> [Exercise directions] All records after this line are to be returned verbatim.

> [Dataset entries]
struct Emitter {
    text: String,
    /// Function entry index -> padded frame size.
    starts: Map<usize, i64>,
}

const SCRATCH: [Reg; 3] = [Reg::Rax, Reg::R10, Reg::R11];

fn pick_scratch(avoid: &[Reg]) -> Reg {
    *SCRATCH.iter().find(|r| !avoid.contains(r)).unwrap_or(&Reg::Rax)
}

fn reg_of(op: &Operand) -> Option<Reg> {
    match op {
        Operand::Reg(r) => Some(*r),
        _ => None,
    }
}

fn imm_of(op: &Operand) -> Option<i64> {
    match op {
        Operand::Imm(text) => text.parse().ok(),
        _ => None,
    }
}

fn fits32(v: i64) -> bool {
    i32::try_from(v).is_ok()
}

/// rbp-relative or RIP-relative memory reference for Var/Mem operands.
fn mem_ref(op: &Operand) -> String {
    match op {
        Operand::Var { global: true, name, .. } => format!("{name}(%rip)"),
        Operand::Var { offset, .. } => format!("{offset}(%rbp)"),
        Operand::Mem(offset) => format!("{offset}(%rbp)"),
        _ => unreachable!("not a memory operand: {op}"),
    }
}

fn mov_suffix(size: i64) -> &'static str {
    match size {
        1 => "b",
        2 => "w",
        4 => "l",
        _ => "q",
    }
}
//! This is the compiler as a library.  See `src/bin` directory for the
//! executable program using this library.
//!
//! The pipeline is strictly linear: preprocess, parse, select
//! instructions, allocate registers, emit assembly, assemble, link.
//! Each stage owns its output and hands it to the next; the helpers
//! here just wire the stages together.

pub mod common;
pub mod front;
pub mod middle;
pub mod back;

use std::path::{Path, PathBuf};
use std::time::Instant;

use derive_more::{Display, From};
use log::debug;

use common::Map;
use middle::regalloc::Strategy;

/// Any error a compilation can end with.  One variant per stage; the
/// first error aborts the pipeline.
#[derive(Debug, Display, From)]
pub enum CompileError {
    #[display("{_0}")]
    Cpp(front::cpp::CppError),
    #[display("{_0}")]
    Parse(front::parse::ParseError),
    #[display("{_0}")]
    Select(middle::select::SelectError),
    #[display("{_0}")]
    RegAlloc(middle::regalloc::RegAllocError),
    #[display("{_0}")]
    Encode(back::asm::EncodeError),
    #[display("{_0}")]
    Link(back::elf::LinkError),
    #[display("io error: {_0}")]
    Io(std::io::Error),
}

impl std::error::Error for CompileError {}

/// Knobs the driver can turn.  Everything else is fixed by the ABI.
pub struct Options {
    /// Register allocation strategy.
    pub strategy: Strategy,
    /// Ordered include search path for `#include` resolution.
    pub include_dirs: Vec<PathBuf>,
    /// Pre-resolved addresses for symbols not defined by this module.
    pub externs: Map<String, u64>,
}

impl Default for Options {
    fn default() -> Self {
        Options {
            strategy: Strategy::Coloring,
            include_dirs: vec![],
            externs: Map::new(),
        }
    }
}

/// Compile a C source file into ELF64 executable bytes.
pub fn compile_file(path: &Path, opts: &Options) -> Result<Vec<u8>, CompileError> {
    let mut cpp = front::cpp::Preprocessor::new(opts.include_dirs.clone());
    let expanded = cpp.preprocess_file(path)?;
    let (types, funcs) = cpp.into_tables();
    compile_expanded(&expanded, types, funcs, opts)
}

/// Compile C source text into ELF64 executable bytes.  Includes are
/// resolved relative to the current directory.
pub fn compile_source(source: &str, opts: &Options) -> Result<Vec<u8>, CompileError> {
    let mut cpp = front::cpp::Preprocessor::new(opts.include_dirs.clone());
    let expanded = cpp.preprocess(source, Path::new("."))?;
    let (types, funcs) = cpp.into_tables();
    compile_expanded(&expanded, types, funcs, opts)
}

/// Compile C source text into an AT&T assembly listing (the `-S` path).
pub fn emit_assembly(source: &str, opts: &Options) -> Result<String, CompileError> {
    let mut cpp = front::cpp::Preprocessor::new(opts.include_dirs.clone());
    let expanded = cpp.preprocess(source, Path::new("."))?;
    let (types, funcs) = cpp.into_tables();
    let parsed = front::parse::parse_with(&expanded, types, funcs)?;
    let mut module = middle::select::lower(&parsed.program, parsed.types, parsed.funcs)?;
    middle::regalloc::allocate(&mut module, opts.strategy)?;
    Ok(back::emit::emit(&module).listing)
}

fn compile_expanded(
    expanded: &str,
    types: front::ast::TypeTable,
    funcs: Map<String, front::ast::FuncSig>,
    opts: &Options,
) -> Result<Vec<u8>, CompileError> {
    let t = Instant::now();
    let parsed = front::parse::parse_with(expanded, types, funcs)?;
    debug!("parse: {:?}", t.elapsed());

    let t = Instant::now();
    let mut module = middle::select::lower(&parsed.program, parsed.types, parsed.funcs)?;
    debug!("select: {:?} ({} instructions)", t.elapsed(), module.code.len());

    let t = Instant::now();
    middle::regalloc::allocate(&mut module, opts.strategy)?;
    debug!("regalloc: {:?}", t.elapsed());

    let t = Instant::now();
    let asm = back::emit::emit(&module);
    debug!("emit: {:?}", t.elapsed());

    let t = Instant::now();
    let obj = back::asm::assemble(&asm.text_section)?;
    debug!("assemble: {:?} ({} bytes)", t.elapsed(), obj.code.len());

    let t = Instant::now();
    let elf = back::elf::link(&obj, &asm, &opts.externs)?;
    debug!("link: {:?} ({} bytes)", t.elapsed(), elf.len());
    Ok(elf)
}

> [Written solution]
struct Emitter {
    text: String,
    /// Function entry index -> padded frame size.
    starts: Map<usize, i64>,
}

const SCRATCH: [Reg; 3] = [Reg::Rax, Reg::R10, Reg::R11];

fn pick_scratch(avoid: &[Reg]) -> Reg {
    *SCRATCH.iter().find(|r| !avoid.contains(r)).unwrap_or(&Reg::Rax)
}

fn reg_of(op: &Operand) -> Option<Reg> {
    match op {
        Operand::Reg(r) => Some(*r),
        _ => None,
    }
}

fn imm_of(op: &Operand) -> Option<i64> {
    match op {
        Operand::Imm(text) => text.parse().ok(),
        _ => None,
    }
}

fn fits32(v: i64) -> bool {
    i32::try_from(v).is_ok()
}

/// rbp-relative or RIP-relative memory reference for Var/Mem operands.
fn mem_ref(op: &Operand) -> String {
    match op {
        Operand::Var { global: true, name, .. } => format!("{name}(%rip)"),
        Operand::Var { offset, .. } => format!("{offset}(%rbp)"),
        Operand::Mem(offset) => format!("{offset}(%rbp)"),
        _ => unreachable!("not a memory operand: {op}"),
    }
}

fn mov_suffix(size: i64) -> &'static str {
    match size {
        1 => "b",
        2 => "w",
        4 => "l",
        _ => "q",
    }
}
//! This is the compiler as a library.  See `src/bin` directory for the
//! executable program using this library.
//!
//! The pipeline is strictly linear: preprocess, parse, select
//! instructions, allocate registers, emit assembly, assemble, link.
//! Each stage owns its output and hands it to the next; the helpers
//! here just wire the stages together.

pub mod common;
pub mod front;
pub mod middle;
pub mod back;

use std::path::{Path, PathBuf};
use std::time::Instant;

use derive_more::{Display, From};
use log::debug;

use common::Map;
use middle::regalloc::Strategy;

/// Any error a compilation can end with.  One variant per stage; the
/// first error aborts the pipeline.
#[derive(Debug, Display, From)]
pub enum CompileError {
    #[display("{_0}")]
    Cpp(front::cpp::CppError),
    #[display("{_0}")]
    Parse(front::parse::ParseError),
    #[display("{_0}")]
    Select(middle::select::SelectError),
    #[display("{_0}")]
    RegAlloc(middle::regalloc::RegAllocError),
    #[display("{_0}")]
    Encode(back::asm::EncodeError),
    #[display("{_0}")]
    Link(back::elf::LinkError),
    #[display("io error: {_0}")]
    Io(std::io::Error),
}

impl std::error::Error for CompileError {}

/// Knobs the driver can turn.  Everything else is fixed by the ABI.
pub struct Options {
    /// Register allocation strategy.
    pub strategy: Strategy,
    /// Ordered include search path for `#include` resolution.
    pub include_dirs: Vec<PathBuf>,
    /// Pre-resolved addresses for symbols not defined by this module.
    pub externs: Map<String, u64>,
}

impl Default for Options {
    fn default() -> Self {
        Options {
            strategy: Strategy::Coloring,
            include_dirs: vec![],
            externs: Map::new(),
        }
    }
}

/// Compile a C source file into ELF64 executable bytes.
pub fn compile_file(path: &Path, opts: &Options) -> Result<Vec<u8>, CompileError> {
    let mut cpp = front::cpp::Preprocessor::new(opts.include_dirs.clone());
    let expanded = cpp.preprocess_file(path)?;
    let (types, funcs) = cpp.into_tables();
    compile_expanded(&expanded, types, funcs, opts)
}

/// Compile C source text into ELF64 executable bytes.  Includes are
/// resolved relative to the current directory.
pub fn compile_source(source: &str, opts: &Options) -> Result<Vec<u8>, CompileError> {
    let mut cpp = front::cpp::Preprocessor::new(opts.include_dirs.clone());
    let expanded = cpp.preprocess(source, Path::new("."))?;
    let (types, funcs) = cpp.into_tables();
    compile_expanded(&expanded, types, funcs, opts)
}

/// Compile C source text into an AT&T assembly listing (the `-S` path).
pub fn emit_assembly(source: &str, opts: &Options) -> Result<String, CompileError> {
    let mut cpp = front::cpp::Preprocessor::new(opts.include_dirs.clone());
    let expanded = cpp.preprocess(source, Path::new("."))?;
    let (types, funcs) = cpp.into_tables();
    let parsed = front::parse::parse_with(&expanded, types, funcs)?;
    let mut module = middle::select::lower(&parsed.program, parsed.types, parsed.funcs)?;
    middle::regalloc::allocate(&mut module, opts.strategy)?;
    Ok(back::emit::emit(&module).listing)
}

fn compile_expanded(
    expanded: &str,
    types: front::ast::TypeTable,
    funcs: Map<String, front::ast::FuncSig>,
    opts: &Options,
) -> Result<Vec<u8>, CompileError> {
    let t = Instant::now();
    let parsed = front::parse::parse_with(expanded, types, funcs)?;
    debug!("parse: {:?}", t.elapsed());

    let t = Instant::now();
    let mut module = middle::select::lower(&parsed.program, parsed.types, parsed.funcs)?;
    debug!("select: {:?} ({} instructions)", t.elapsed(), module.code.len());

    let t = Instant::now();
    middle::regalloc::allocate(&mut module, opts.strategy)?;
    debug!("regalloc: {:?}", t.elapsed());

    let t = Instant::now();
    let asm = back::emit::emit(&module);
    debug!("emit: {:?}", t.elapsed());

    let t = Instant::now();
    let obj = back::asm::assemble(&asm.text_section)?;
    debug!("assemble: {:?} ({} bytes)", t.elapsed(), obj.code.len());

    let t = Instant::now();
    let elf = back::elf::link(&obj, &asm, &opts.externs)?;
    debug!("link: {:?} ({} bytes)", t.elapsed(), elf.len());
    Ok(elf)
}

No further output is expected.